Rédigé par: Alexi Demetriadi 3 novembre 2020

On espère qu'une génération de jeunes Cambodgiens pourra également apprécier le travail de Camus en khmer (Crédit photo: Kampu-Mera)

On espère qu'une génération de jeunes Cambodgiens pourra également apprécier le travail de Camus en khmer (Crédit photo: Kampu-Mera)

Maman ou mère? Quand il s’agit de la traduction correcte du roman d’Albert Camus L’Étranger de 1942, le diable est dans les détails.

Le débat autour de la sémantique commence avec la toute première ligne du livre. «Aujourd’hui, maman est morte» lit la célèbre déclaration d’ouverture sans émotion de Meursault, le protagoniste franco-algérien du livre.

Tentant de faciliter sa transition, les premiers traducteurs de la version anglaise du livre (qui serait connu sous le nom de The Stranger ou The Outsider) ont interprété le vers comme - «Mother est mort aujourd'hui».

Mais pour Christophe Macquet, ces quatre (ou trois) mots méritent plus d'attention.

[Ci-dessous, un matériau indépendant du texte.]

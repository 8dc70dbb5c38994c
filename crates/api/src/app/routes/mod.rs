use axum::{Router, routing::get};

pub mod system;
pub mod users;

/// Router for every endpoint served by the API.
pub fn router() -> Router {
    Router::new()
        .route("/health", get(system::health))
        .nest("/users", users::router())
}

Co-traducteur de la première traduction en khmer de L'Étranger pendant près de cinq décennies, il a expliqué à quel point cette première ligne est cruciale pour la façon dont le lecteur perçoit Meursault et l'histoire qui suit.

So Phina et Socheata - co-fondateurs de Kampu-Mera. (Crédit photo: Kampu-Mera)

So Phina et Socheata - co-fondateurs de Kampu-Mera. (Crédit photo: Kampu-Mera)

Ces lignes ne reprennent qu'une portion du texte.